Republican Senator Wants to Stop Hiring IRS Agents Who Might Want to Enforce Obamacare

Sen. Dean Heller (R-NV) and Sen. Joe Manchin (D-WV) in January.

Photo by Mark Wilson/Getty Images

This was always destined to be the next stage of the scandal, floated by conservative pundits over the weekend and crystallized on Monday. Thanks to the IRS scandal, people are worried about the overreaches of tax collectors. Obamacare, when implemented, is going to require some tax collection. Thus, Obamcare’s tax collection aspect has to be thwarted before it can be abused. Sen. Dean Heller, who was re-elected last year but dashes between moderate and conservative positions, is first out with a letter pledging to block new Obamacare tax collectors.
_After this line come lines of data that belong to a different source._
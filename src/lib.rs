pub mod models;
pub mod services;

pub use services::summarizer::{summarize, Summarizer, SummaryOptions};

use std::fs;
use std::path::{Path, PathBuf};
use std::sync::OnceLock;
use tracing::info;
use tracing_appender::non_blocking::WorkerGuard;
use tracing_appender::rolling;
use tracing_subscriber::{fmt, layer::SubscriberExt, util::SubscriberInitExt, EnvFilter};

static LOG_GUARD: OnceLock<WorkerGuard> = OnceLock::new();

const KEEP_LOG_FILES: usize = 30;

/// Logging switches, read once from the environment
#[derive(Debug, Clone, PartialEq, Eq)]
struct LogSettings {
    file_log: bool,
    cleanup: bool,
    dir: PathBuf,
}

impl LogSettings {
    fn from_env() -> Self {
        Self::from_lookup(|name| std::env::var(name).ok())
    }

    fn from_lookup(lookup: impl Fn(&str) -> Option<String>) -> Self {
        let truthy = |name: &str| {
            matches!(
                lookup(name).as_deref(),
                Some("1") | Some("true") | Some("TRUE") | Some("yes") | Some("YES")
            )
        };
        let dir = match lookup("NEPSUM_LOG_DIR") {
            Some(p) if !p.trim().is_empty() => PathBuf::from(p),
            _ => get_logs_dir(),
        };
        Self {
            file_log: !truthy("NEPSUM_DISABLE_FILE_LOG"),
            cleanup: !truthy("NEPSUM_DISABLE_LOG_CLEANUP"),
            dir,
        }
    }
}

/// Initialize logging: console to stderr plus a per-session log file.
///
/// - `RUST_LOG` controls the filter (default `info`)
/// - `NEPSUM_DISABLE_FILE_LOG=1` keeps logging on the console only
/// - `NEPSUM_DISABLE_LOG_CLEANUP=1` keeps every old session log
/// - `NEPSUM_LOG_DIR` overrides the log directory
pub fn init_logging() {
    let env_filter = EnvFilter::try_from_default_env().unwrap_or_else(|_| EnvFilter::new("info"));
    let settings = LogSettings::from_env();

    if !settings.file_log {
        init_console_only_logging(env_filter);
        return;
    }

    let logs_dir = settings.dir;
    if let Err(e) = fs::create_dir_all(&logs_dir) {
        eprintln!("Failed to create logs directory: {}", e);
        init_console_only_logging(env_filter);
        info!("Falling back to console-only logging (log dir not writable)");
        return;
    }

    let log_filename = format!("nepsum_{}.log", chrono::Local::now().format("%Y%m%d_%H%M%S"));

    // One file per session; writes stay off the calling thread.
    let (file_writer, file_guard) = tracing_appender::non_blocking(rolling::never(&logs_dir, &log_filename));
    let _ = LOG_GUARD.set(file_guard);

    let file_layer = fmt::layer()
        .with_writer(file_writer)
        .with_ansi(false)
        .with_target(true)
        .with_file(true)
        .with_line_number(true);

    let _ = tracing_subscriber::registry()
        .with(env_filter)
        .with(file_layer)
        .with(console_layer())
        .try_init();

    info!(version = env!("CARGO_PKG_VERSION"), "[logging] writing {}", logs_dir.join(&log_filename).display());

    if settings.cleanup {
        std::thread::spawn(move || cleanup_old_logs(&logs_dir, KEEP_LOG_FILES));
    }
}

fn get_logs_dir() -> PathBuf {
    dirs::data_local_dir()
        .map(|d| d.join("nepsum").join("logs"))
        .unwrap_or_else(|| PathBuf::from("logs"))
}

fn cleanup_old_logs(logs_dir: &Path, keep: usize) {
    let mut entries: Vec<_> = match fs::read_dir(logs_dir) {
        Ok(rd) => rd.filter_map(|e| e.ok()).collect(),
        Err(_) => return,
    };

    entries.retain(|e| {
        let name = e.file_name().to_string_lossy().to_string();
        name.starts_with("nepsum_") && name.ends_with(".log")
    });

    if entries.len() <= keep {
        return;
    }

    entries.sort_by_key(|e| {
        e.metadata()
            .and_then(|m| m.modified())
            .unwrap_or(std::time::SystemTime::UNIX_EPOCH)
    });

    let remove_count = entries.len().saturating_sub(keep);
    for entry in entries.into_iter().take(remove_count) {
        let _ = fs::remove_file(entry.path());
    }
}

fn console_layer<S>() -> impl tracing_subscriber::Layer<S>
where
    S: tracing::Subscriber + for<'a> tracing_subscriber::registry::LookupSpan<'a>,
{
    fmt::layer().with_writer(std::io::stderr).with_target(false)
}

fn init_console_only_logging(env_filter: EnvFilter) {
    let _ = tracing_subscriber::registry()
        .with(env_filter)
        .with(console_layer())
        .try_init();
}

#[cfg(test)]
mod tests {
    use super::*;

    fn lookup<'a>(vars: &'a [(&'a str, &'a str)]) -> impl Fn(&str) -> Option<String> + 'a {
        move |name: &str| {
            vars.iter()
                .find(|(k, _)| *k == name)
                .map(|(_, v)| v.to_string())
        }
    }

    #[test]
    fn test_log_settings_defaults() {
        let settings = LogSettings::from_lookup(lookup(&[]));
        assert!(settings.file_log);
        assert!(settings.cleanup);
        assert_eq!(settings.dir, get_logs_dir());
    }

    #[test]
    fn test_log_settings_switches() {
        let vars = [
            ("NEPSUM_DISABLE_LOG_CLEANUP", "1"),
            ("NEPSUM_DISABLE_FILE_LOG", "no"),
            ("NEPSUM_LOG_DIR", "/tmp/nepsum-logs"),
        ];
        let settings = LogSettings::from_lookup(lookup(&vars));
        assert!(!settings.cleanup);
        assert!(settings.file_log);
        assert_eq!(settings.dir, PathBuf::from("/tmp/nepsum-logs"));

        let settings = LogSettings::from_lookup(lookup(&[("NEPSUM_DISABLE_FILE_LOG", "true"), ("NEPSUM_LOG_DIR", "  ")]));
        assert!(!settings.file_log);
        assert!(settings.cleanup);
        assert_eq!(settings.dir, get_logs_dir());
    }

    #[test]
    fn test_cleanup_old_logs_keeps_newest() {
        let dir = std::env::temp_dir().join(format!("nepsum_logs_{}", std::process::id()));
        fs::create_dir_all(&dir).unwrap();
        for i in 0..5 {
            fs::write(dir.join(format!("nepsum_2026010{}_000000.log", i)), "x").unwrap();
        }
        fs::write(dir.join("other.txt"), "keep").unwrap();

        cleanup_old_logs(&dir, 2);

        let remaining: Vec<String> = fs::read_dir(&dir)
            .unwrap()
            .filter_map(|e| e.ok())
            .map(|e| e.file_name().to_string_lossy().to_string())
            .filter(|n| n.starts_with("nepsum_"))
            .collect();
        assert_eq!(remaining.len(), 2);
        assert!(dir.join("other.txt").exists());

        let _ = fs::remove_dir_all(&dir);
    }
}
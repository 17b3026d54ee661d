// Summarization Provider Service
// Calls a hosted seq2seq summarization model over HTTP

use reqwest::{Client, StatusCode};
use serde::{Deserialize, Serialize};
use std::env;
use std::time::{Duration, Instant};
use thiserror::Error;
use tracing::{info, warn};

use crate::services::summarizer::Window;

pub const DEFAULT_MODEL: &str = "csebuetnlp/mT5_multilingual_XLSum";
const INFERENCE_BASE_URL: &str = "https://api-inference.huggingface.co/models";
const REQUEST_TIMEOUT_SECS: u64 = 80;

/// Model tokens budgeted per output word for Devanagari text
const TOKENS_PER_WORD: usize = 2;

#[derive(Error, Debug)]
pub enum ProviderError {
    #[error("HTTP request failed: {0}")]
    Http(#[from] reqwest::Error),
    #[error("API error: {status} - {message}")]
    Api { status: u16, message: String },
    #[error("Model is loading (estimated {estimated_secs:.0}s)")]
    ModelLoading { estimated_secs: f64 },
    #[error("Missing content in response")]
    MissingContent,
    #[error("JSON parse error: {0}")]
    Json(String),
    #[error("Provider unavailable after {attempts} attempts: {last}")]
    Unavailable { attempts: usize, last: String },
}

impl ProviderError {
    /// Transient failures worth another attempt
    pub fn is_retryable(&self) -> bool {
        match self {
            Self::Http(_) | Self::ModelLoading { .. } => true,
            Self::Api { status, .. } => *status == 429 || *status >= 500,
            _ => false,
        }
    }
}

/// Generation length bounds, in model tokens
#[derive(Debug, Clone, Copy, PartialEq, Eq, Serialize, Deserialize)]
pub struct GenerationParams {
    pub min_length: usize,
    pub max_length: usize,
}

impl GenerationParams {
    pub fn for_window(window: Window) -> Self {
        Self {
            min_length: window.min * TOKENS_PER_WORD,
            max_length: window.max * TOKENS_PER_WORD,
        }
    }
}

/// Fixed attempt count with linearly growing delay (`base_delay * attempt`)
#[derive(Debug, Clone, Copy)]
pub struct RetryPolicy {
    pub max_attempts: usize,
    pub base_delay: Duration,
}

impl Default for RetryPolicy {
    fn default() -> Self {
        Self {
            max_attempts: 3,
            base_delay: Duration::from_secs(2),
        }
    }
}

impl RetryPolicy {
    pub fn new(max_attempts: usize, base_delay: Duration) -> Self {
        Self {
            max_attempts: max_attempts.max(1),
            base_delay,
        }
    }

    pub fn delay_for(&self, attempt: usize) -> Duration {
        self.base_delay * attempt as u32
    }
}

#[derive(Debug, Clone, Serialize)]
struct InferenceRequest<'a> {
    inputs: &'a str,
    parameters: InferenceParameters,
    options: InferenceOptions,
}

#[derive(Debug, Clone, Serialize)]
struct InferenceParameters {
    min_length: usize,
    max_length: usize,
    do_sample: bool,
}

#[derive(Debug, Clone, Serialize)]
struct InferenceOptions {
    wait_for_model: bool,
}

#[derive(Debug, Clone, Deserialize)]
struct InferenceOutput {
    summary_text: Option<String>,
    generated_text: Option<String>,
}

#[derive(Debug, Clone, Deserialize)]
struct LoadingResponse {
    estimated_time: Option<f64>,
}

#[derive(Debug, Clone, Serialize, Deserialize)]
pub struct GenerationResult {
    pub content: String,
    pub latency_ms: i64,
    pub attempts: usize,
}

pub fn model_url(model: &str) -> String {
    format!("{}/{}", INFERENCE_BASE_URL, model)
}

pub struct ProviderClient {
    client: Client,
    endpoint: String,
    api_key: Option<String>,
}

impl ProviderClient {
    pub fn with_endpoint(endpoint: &str, api_key: Option<String>) -> Result<Self, ProviderError> {
        let client = Client::builder()
            .timeout(Duration::from_secs(REQUEST_TIMEOUT_SECS))
            .build()?;

        Ok(Self {
            client,
            endpoint: endpoint.to_string(),
            api_key,
        })
    }

    pub fn with_proxy(endpoint: &str, api_key: Option<String>, proxy_url: &str) -> Result<Self, ProviderError> {
        let proxy = reqwest::Proxy::all(proxy_url)?;
        let client = Client::builder()
            .timeout(Duration::from_secs(REQUEST_TIMEOUT_SECS))
            .proxy(proxy)
            .build()?;

        Ok(Self {
            client,
            endpoint: endpoint.to_string(),
            api_key,
        })
    }

    pub fn endpoint(&self) -> &str {
        &self.endpoint
    }

    /// One request, no retries
    pub async fn generate(&self, text: &str, params: &GenerationParams) -> Result<GenerationResult, ProviderError> {
        let request = InferenceRequest {
            inputs: text,
            parameters: InferenceParameters {
                min_length: params.min_length,
                max_length: params.max_length,
                do_sample: false,
            },
            options: InferenceOptions { wait_for_model: false },
        };

        let start = Instant::now();

        let mut builder = self
            .client
            .post(&self.endpoint)
            .header("Content-Type", "application/json")
            .json(&request);
        if let Some(key) = &self.api_key {
            builder = builder.header("Authorization", format!("Bearer {}", key));
        }
        let response = builder.send().await?;

        let latency_ms = start.elapsed().as_millis() as i64;
        let status = response.status();

        if status == StatusCode::SERVICE_UNAVAILABLE {
            let body = response.text().await.unwrap_or_default();
            let estimated_secs = serde_json::from_str::<LoadingResponse>(&body)
                .ok()
                .and_then(|r| r.estimated_time)
                .unwrap_or(0.0);
            return Err(ProviderError::ModelLoading { estimated_secs });
        }

        if !status.is_success() {
            let body = response.text().await.unwrap_or_default();
            return Err(ProviderError::Api {
                status: status.as_u16(),
                message: body,
            });
        }

        // Response format: [{"summary_text": "..."}]
        let data: Vec<InferenceOutput> = response
            .json()
            .await
            .map_err(|e| ProviderError::Json(e.to_string()))?;

        let content = parse_generated(data)?;

        Ok(GenerationResult {
            content,
            latency_ms,
            attempts: 1,
        })
    }

    /// `generate` under `policy`: retryable errors are retried after
    /// `base_delay * attempt`; others return immediately.
    pub async fn generate_with_retry(
        &self,
        text: &str,
        params: &GenerationParams,
        policy: &RetryPolicy,
    ) -> Result<GenerationResult, ProviderError> {
        let mut last_err: Option<ProviderError> = None;

        for attempt in 1..=policy.max_attempts {
            match self.generate(text, params).await {
                Ok(mut result) => {
                    info!(
                        endpoint = %self.endpoint,
                        attempt,
                        latency_ms = result.latency_ms,
                        "[provider] generation ok"
                    );
                    result.attempts = attempt;
                    return Ok(result);
                }
                Err(e) if e.is_retryable() => {
                    warn!(endpoint = %self.endpoint, attempt, "[provider] transient error: {}", e);
                    last_err = Some(e);
                }
                Err(e) => {
                    warn!(endpoint = %self.endpoint, attempt, "[provider] error: {}", e);
                    return Err(e);
                }
            }

            if attempt < policy.max_attempts {
                tokio::time::sleep(policy.delay_for(attempt)).await;
            }
        }

        Err(ProviderError::Unavailable {
            attempts: policy.max_attempts,
            last: last_err
                .map(|e| e.to_string())
                .unwrap_or_else(|| "unknown error".to_string()),
        })
    }
}

fn parse_generated(data: Vec<InferenceOutput>) -> Result<String, ProviderError> {
    data.into_iter()
        .next()
        .and_then(|o| o.summary_text.or(o.generated_text))
        .map(|s| s.trim().to_string())
        .filter(|s| !s.is_empty())
        .ok_or(ProviderError::MissingContent)
}

/// Bearer token from the environment
pub fn get_api_key() -> Option<String> {
    for key in ["NEPSUM_HF_TOKEN", "HF_API_TOKEN"] {
        if let Ok(val) = env::var(key) {
            let v = val.trim();
            if !v.is_empty() {
                return Some(v.to_string());
            }
        }
    }
    None
}

#[cfg(test)]
mod tests {
    use super::*;

    #[test]
    fn test_generation_params_scale_window() {
        let params = GenerationParams::for_window(Window::new(60, 80));
        assert_eq!(params.min_length, 120);
        assert_eq!(params.max_length, 160);
    }

    #[test]
    fn test_retry_delay_is_linear() {
        let policy = RetryPolicy::new(3, Duration::from_millis(500));
        assert_eq!(policy.delay_for(1), Duration::from_millis(500));
        assert_eq!(policy.delay_for(2), Duration::from_millis(1000));
        assert_eq!(policy.delay_for(3), Duration::from_millis(1500));
        assert_eq!(RetryPolicy::new(0, Duration::ZERO).max_attempts, 1);
    }

    #[test]
    fn test_retryable_classification() {
        assert!(ProviderError::ModelLoading { estimated_secs: 20.0 }.is_retryable());
        assert!(ProviderError::Api { status: 503, message: String::new() }.is_retryable());
        assert!(ProviderError::Api { status: 429, message: String::new() }.is_retryable());
        assert!(!ProviderError::Api { status: 401, message: String::new() }.is_retryable());
        assert!(!ProviderError::MissingContent.is_retryable());
    }

    #[test]
    fn test_parse_generated() {
        let data: Vec<InferenceOutput> =
            serde_json::from_str(r#"[{"summary_text": "  सरकारले नयाँ बजेट ल्यायो। "}]"#).unwrap();
        assert_eq!(parse_generated(data).unwrap(), "सरकारले नयाँ बजेट ल्यायो।");

        let data: Vec<InferenceOutput> = serde_json::from_str(r#"[{"generated_text": "पाठ"}]"#).unwrap();
        assert_eq!(parse_generated(data).unwrap(), "पाठ");

        let empty: Vec<InferenceOutput> = serde_json::from_str(r#"[{"summary_text": "  "}]"#).unwrap();
        assert!(matches!(parse_generated(empty), Err(ProviderError::MissingContent)));
        assert!(matches!(parse_generated(Vec::new()), Err(ProviderError::MissingContent)));
    }

    #[test]
    fn test_model_url() {
        assert!(model_url(DEFAULT_MODEL).ends_with("/csebuetnlp/mT5_multilingual_XLSum"));
    }

    #[tokio::test]
    async fn test_retry_exhaustion_reports_unavailable() {
        // Nothing listens on the discard port; every attempt fails at connect
        let client = ProviderClient::with_endpoint("http://127.0.0.1:9/summarize", None).unwrap();
        let policy = RetryPolicy::new(2, Duration::from_millis(10));
        let params = GenerationParams::for_window(Window::default());
        let result = client.generate_with_retry("पाठ", &params, &policy).await;
        match result {
            Err(ProviderError::Unavailable { attempts, .. }) => assert_eq!(attempts, 2),
            other => panic!("expected Unavailable, got {:?}", other.map(|r| r.content)),
        }
    }
}
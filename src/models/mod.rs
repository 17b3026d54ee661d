// Nepsum Data Models
// Documents, sentences, scores and summary results

use serde::{Deserialize, Serialize};

use crate::services::text_processor::{self, TERMINATOR};

// ============ Document ============

/// Raw input article. Lives for a single summarization call.
#[derive(Debug, Clone)]
pub struct Document<'a> {
    pub raw_text: &'a str,
    tokens: Vec<&'a str>,
}

impl<'a> Document<'a> {
    pub fn new(raw_text: &'a str) -> Self {
        Self {
            raw_text,
            tokens: text_processor::tokenize(raw_text),
        }
    }

    /// Whitespace-delimited tokens of the whole document
    pub fn tokens(&self) -> &[&'a str] {
        &self.tokens
    }

    pub fn word_count(&self) -> usize {
        self.tokens.len()
    }

    pub fn is_blank(&self) -> bool {
        self.tokens.is_empty()
    }
}

// ============ Sentence ============

#[derive(Debug, Clone, PartialEq, Eq, Serialize, Deserialize)]
#[serde(rename_all = "camelCase")]
pub struct Sentence {
    /// Sentence text including its trailing terminator
    pub text: String,
    /// Position in the segmented sequence; the ordering key for output
    pub index: usize,
    pub word_count: usize,
}

impl Sentence {
    pub fn new(text: impl Into<String>, index: usize) -> Self {
        let text = text.into();
        let word_count = text_processor::word_count(&text);
        Self { text, index, word_count }
    }

    /// Text with trailing terminators removed
    pub fn content(&self) -> &str {
        text_processor::strip_terminators(&self.text)
    }

    pub fn is_terminated(&self) -> bool {
        self.text.ends_with(TERMINATOR)
    }
}

// ============ Scoring ============

/// Weighted components behind a sentence score
#[derive(Debug, Clone, Copy, Default, PartialEq, Serialize, Deserialize)]
#[serde(rename_all = "camelCase")]
pub struct ScoreBreakdown {
    pub position: f64,
    pub length: f64,
    pub detail: f64,
}

#[derive(Debug, Clone, PartialEq, Serialize, Deserialize)]
#[serde(rename_all = "camelCase")]
pub struct ScoredSentence {
    pub sentence: Sentence,
    pub score: f64,
    pub original_index: usize,
    pub breakdown: ScoreBreakdown,
}

impl ScoredSentence {
    pub fn content(&self) -> &str {
        self.sentence.content()
    }
}

// ============ Summary ============

#[derive(Debug, Clone, Copy, PartialEq, Eq, Serialize, Deserialize)]
#[serde(rename_all = "snake_case")]
pub enum SummaryMethod {
    /// Document had no more sentences than requested; all were kept
    AllSentences,
    /// Top-scored sentences in narrative order
    Extractive,
    /// Coverage-spreading re-selection after a window miss
    Fallback,
    /// No sentences could be segmented; raw text was cut
    Truncated,
    /// Hosted model output, windowed locally
    Provider,
}

impl SummaryMethod {
    pub fn as_str(&self) -> &'static str {
        match self {
            Self::AllSentences => "all_sentences",
            Self::Extractive => "extractive",
            Self::Fallback => "fallback",
            Self::Truncated => "truncated",
            Self::Provider => "provider",
        }
    }
}

impl std::fmt::Display for SummaryMethod {
    fn fmt(&self, f: &mut std::fmt::Formatter<'_>) -> std::fmt::Result {
        f.write_str(self.as_str())
    }
}

#[derive(Debug, Clone, PartialEq, Serialize, Deserialize)]
#[serde(rename_all = "camelCase")]
pub struct Summary {
    pub text: String,
    pub word_count: usize,
    pub sentence_count: usize,
    pub method: SummaryMethod,
    pub within_window: bool,
}

// ============ Request / Report ============

#[derive(Debug, Clone, Default, Serialize, Deserialize)]
#[serde(rename_all = "camelCase")]
pub struct SummaryRequest {
    pub text: String,
    #[serde(default)]
    pub target_min: Option<usize>,
    #[serde(default)]
    pub target_max: Option<usize>,
    #[serde(default)]
    pub num_sentences: Option<usize>,
}

#[derive(Debug, Clone, Serialize, Deserialize)]
#[serde(rename_all = "camelCase")]
pub struct SummaryReport {
    pub source: String,
    pub input_words: usize,
    pub input_sentences: usize,
    pub target_min: usize,
    pub target_max: usize,
    pub summary: Summary,
    #[serde(skip_serializing_if = "Option::is_none")]
    pub provider_error: Option<String>,
    #[serde(default, skip_serializing_if = "Vec::is_empty")]
    pub scores: Vec<ScoredSentence>,
}
// Nepsum Core Services

pub mod text_processor;
pub mod sentence_segmenter;
pub mod summarizer;
pub mod providers;
pub mod config_store;

pub use text_processor::*;
pub use sentence_segmenter::*;
pub use config_store::*;
pub use providers::*;

pub use summarizer::{
    adjust_to_target_length,
    extractive_fallback,
    fit_to_window,
    summarize,
    summarize_request,
    truncate_fallback,
    SummarizeError,
    Summarizer,
    SummaryOptions,
    Window,
};
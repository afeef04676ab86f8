//! Shared error type for the backend.

use std::time::Duration;

use thiserror::Error;

#[derive(Debug, Error)]
pub enum BackendError {
    #[error("i/o error: {0}")]
    Io(#[from] std::io::Error),

    #[error("failed to decode status JSON: {0}")]
    Json(#[from] serde_json::Error),

    #[error("{0}")]
    Command(String),

    #[error("`{command}` timed out after {timeout:?}")]
    Timeout { command: String, timeout: Duration },

    #[error("configuration error: {0}")]
    Config(String),
}
use serde::{Deserialize, Serialize};
use std::path::PathBuf;
use std::time::Duration;
use tokio::fs;
use tracing::{debug, info, warn};

use crate::types::BackendError;

/// Configuration for the launcher backend.
#[derive(Debug, Clone, Serialize, Deserialize)]
pub struct Config {
    /// Maximum number of rendered result rows. Values at or below zero
    /// render nothing.
    #[serde(default = "default_result_limit")]
    pub result_limit: i64,

    #[serde(default = "default_cache_ttl_secs")]
    pub cache_ttl_secs: u64,

    #[serde(default = "default_command_timeout_secs")]
    pub command_timeout_secs: u64,

    #[serde(default = "default_tailscale_binary")]
    pub tailscale_binary: String,
}

impl Default for Config {
    fn default() -> Self {
        Self {
            result_limit: default_result_limit(),
            cache_ttl_secs: default_cache_ttl_secs(),
            command_timeout_secs: default_command_timeout_secs(),
            tailscale_binary: default_tailscale_binary(),
        }
    }
}

fn default_result_limit() -> i64 {
    9
}

fn default_cache_ttl_secs() -> u64 {
    10
}

fn default_command_timeout_secs() -> u64 {
    5
}

fn default_tailscale_binary() -> String {
    "tailscale".to_string()
}

impl Config {
    /// Load configuration from config.json next to the executable.
    /// Falls back to defaults if the file doesn't exist or can't be parsed.
    pub async fn load() -> Self {
        match Self::try_load().await {
            Ok(config) => {
                info!(
                    limit = config.result_limit,
                    ttl_secs = config.cache_ttl_secs,
                    binary = %config.tailscale_binary,
                    "Loaded configuration"
                );
                config
            }
            Err(err) => {
                warn!(error = ?err, "Failed to load config.json, using defaults");
                Self::default()
            }
        }
    }

    async fn try_load() -> Result<Self, BackendError> {
        let config_path = Self::get_config_path();

        if !config_path.exists() {
            warn!(path = %config_path.display(), "Config file not found, using defaults");
            return Ok(Self::default());
        }

        let contents = fs::read_to_string(&config_path)
            .await
            .map_err(|err| BackendError::Config(format!("Failed to read config file: {err}")))?;

        serde_json::from_str(&contents)
            .map_err(|err| BackendError::Config(format!("Failed to parse config.json: {err}")))
    }

    /// Get the path to the config.json file, expected beside the executable.
    fn get_config_path() -> PathBuf {
        if let Ok(exe_path) = std::env::current_exe() {
            debug!(path = %exe_path.display(), "Executable path detected");

            if let Some(exe_dir) = exe_path.parent() {
                let config_path = exe_dir.join("config.json");
                debug!(path = %config_path.display(), "Looking for config");
                return config_path;
            }
        }

        // Fallback: look in current directory
        warn!("Using fallback: looking for config.json in current directory");
        PathBuf::from("config.json")
    }

    pub fn cache_ttl(&self) -> Duration {
        Duration::from_secs(self.cache_ttl_secs)
    }

    pub fn command_timeout(&self) -> Duration {
        Duration::from_secs(self.command_timeout_secs)
    }

    /// Result limit clamped to zero; negative preferences render nothing.
    pub fn effective_limit(&self) -> usize {
        self.result_limit.max(0) as usize
    }
}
The whole letter, with irritating double-spaces after periods:

Secretary Kathleen Sebelius

U.S. Department of Health and Human Services

200 Independence Avenue, S.W.

Washington, D.C. 20201

Dear Secretary Sebelius:

Since the inception of ObamaCare, I have been very vocal in my concern about the cost and quality of care. With the recent events related to the Internal Revenue Service (IRS), I feel it is necessary that both Congress and the Department of Health and Human Services look closely at the money given to the IRS through the health care law.  I write to you to express my strong opposition for any additional money for new agents in IRS, and hope that we may conduct extensive oversight into the program.

Under the President’s budget, an estimated $440 million is to be diverted to the IRS to help enforce the President’s health care law.  You were recently quoted stating that Congress must approve these funds to run the state-based exchanges. While Nevada has asked to run its own exchanges, I am still concerned with the flow of money going towards the IRS for the continued implementation of the health care law.  As you are well aware, the IRS will be responsible for enforcing the individual mandate as well as other provisions. 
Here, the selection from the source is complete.